Free Choreography #6

fullsizeoutput_1e58   This is the sixth in a series of Blog posts on choreography. The last post described block choreography, which happens to be my favorite choreography style. I included a sample of simple block choreography, using 6 basic exercises.  The 6 exercises are:

  1. Knee-high jog
  2. Run tires (like running through tires at football practice)
  3. Jumping jacks
  4. Cross-country ski
  5. Kick forward
  6. Heel jog

Now I want to show you how to expand your blocks of choreography to make them more complex.
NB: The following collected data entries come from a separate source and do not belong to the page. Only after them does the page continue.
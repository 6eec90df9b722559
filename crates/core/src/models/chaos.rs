use chrono::{DateTime, Duration, Utc};
use serde::{Deserialize, Serialize};

/// 混沌实验记录
///
/// 由触发入口创建（状态为 `running`，`started_at` 为创建时刻），
/// 此后只有生命周期管理器可以修改其状态。
#[derive(Debug, Clone, PartialEq, Serialize, Deserialize)]
#[serde(rename_all = "camelCase")]
pub struct ChaosExperiment {
    pub id: i64,
    pub title: String,
    #[serde(rename = "type")]
    pub experiment_type: ExperimentType,
    pub target_service: String,
    pub status: ExperimentStatus,
    /// 持续时间（秒），为空时使用配置的默认值
    pub duration: Option<i32>,
    pub started_at: Option<DateTime<Utc>>,
}

/// 混沌实验类型
#[derive(Debug, Clone, Copy, PartialEq, Eq, Hash, Serialize, Deserialize)]
#[serde(rename_all = "kebab-case")]
pub enum ExperimentType {
    PodKill,
    NetworkLatency,
    CpuStress,
}

text_enum!(ExperimentType {
    PodKill => "pod-kill",
    NetworkLatency => "network-latency",
    CpuStress => "cpu-stress",
});

/// 混沌实验状态
#[derive(Debug, Clone, Copy, PartialEq, Eq, Hash, Serialize, Deserialize)]
#[serde(rename_all = "lowercase")]
pub enum ExperimentStatus {
    Idle,
    Running,
    Completed,
}

text_enum!(ExperimentStatus {
    Idle => "idle",
    Running => "running",
    Completed => "completed",
});

impl ExperimentStatus {
    /// 状态只能按 idle -> running -> completed 顺序推进
    pub fn can_transition_to(&self, next: ExperimentStatus) -> bool {
        matches!(
            (self, next),
            (ExperimentStatus::Idle, ExperimentStatus::Running)
                | (ExperimentStatus::Running, ExperimentStatus::Completed)
        )
    }

    pub fn is_terminal(&self) -> bool {
        matches!(self, ExperimentStatus::Completed)
    }
}

/// 待创建的混沌实验
#[derive(Debug, Clone, PartialEq)]
pub struct NewChaosExperiment {
    pub title: String,
    pub experiment_type: ExperimentType,
    pub target_service: String,
    pub duration: Option<i32>,
}

impl ChaosExperiment {
    /// 以 `running` 状态落地一条新实验
    pub fn start(id: i64, new_experiment: &NewChaosExperiment, started_at: DateTime<Utc>) -> Self {
        Self {
            id,
            title: new_experiment.title.clone(),
            experiment_type: new_experiment.experiment_type,
            target_service: new_experiment.target_service.clone(),
            status: ExperimentStatus::Running,
            duration: new_experiment.duration,
            started_at: Some(started_at),
        }
    }

    pub fn is_running(&self) -> bool {
        matches!(self.status, ExperimentStatus::Running)
    }

    /// 实际生效的持续时间
    pub fn effective_duration(&self, default_seconds: i64) -> Duration {
        let seconds = self.duration.map(i64::from).unwrap_or(default_seconds);
        Duration::seconds(seconds)
    }

    /// 已运行时长，缺少开始时间时为 `None`
    pub fn elapsed(&self, now: DateTime<Utc>) -> Option<Duration> {
        self.started_at.map(|started_at| now - started_at)
    }

    /// 已运行时长达到持续时间即视为过期；缺少开始时间的记录直接过期
    pub fn is_expired(&self, now: DateTime<Utc>, default_seconds: i64) -> bool {
        match self.elapsed(now) {
            Some(elapsed) => elapsed >= self.effective_duration(default_seconds),
            None => true,
        }
    }
}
Use the same 6 exercises as before, adding  4 exercises to the beginning of the set. Change something about the 6 exercises in each succeeding set, but  repeat the 4 new exercises without change. How do you select the 4 exercises? Perhaps you would like to focus on upper body strength. Then you might choose:

  1. Lunge R with bowstring pull L
  2. Lunge L with bowstring pull R
  3. Lunge R with double-arm press-down
  4. Lunge L with lat pull-down

If you want to focus on flexibility, then you might choose some movements in a diagonal pattern:

  1. Jumping jacks cross hands over chest & bring arms down at sides
  2. Jumping jacks cross hands in front of thighs & bring arms out to sides
  3. Jumping jacks & inner thigh lift alternate
  4. Inner thigh lift

If you want to increase intensity, instead of adding 4 new exercises at the beginning, add a set of intervals at the end. Pick one of the 6 exercises and add an intensity variable such as speed, increased range of motion, or power for the work interval and then use the basic move for the recovery. For example:

  1. Work: jog faster 60 seconds
  2. Recovery: knee-high jog 30 seconds
  3. Work: knee lift & lunge R 30 seconds & L 30 seconds
  4. Recovery: Knee-high jog
  5. Work: Squat & jump 60 seconds
  6. Recovery: Knee-high jog 30 seconds

Another option is to insert 3 or 4 more variations of one of the 6 basic exercises in each set. Your first set might look something like this:

  1. Knee-high jog
  2. Knee-lift R, travel R
  3. Knee-lift L, travel L
  4. Jog syncopate
  5. Chorus line kick
  6. Run tires
  7. Jumping jacks
  8. Cross-country ski
  9. Kick forward
  10. Heel jog

For your second set, use your 6 basic moves with different arm movements, but insert 3 or 4 more variations of run tires, such as squat and lift one knee to the side, run tires syncopate, frog jump, and frog jump with a quarter turn. Continue to insert variations of the other basic exercises in each succeeding set.

In this series on choreography I have used 6 basic exercises to illustrate the different choreography styles, but you, of course, are free to choose any exercises you’d like. Writing choreography using these techniques will give you lesson plans that are easy to remember and enjoyable for your participants.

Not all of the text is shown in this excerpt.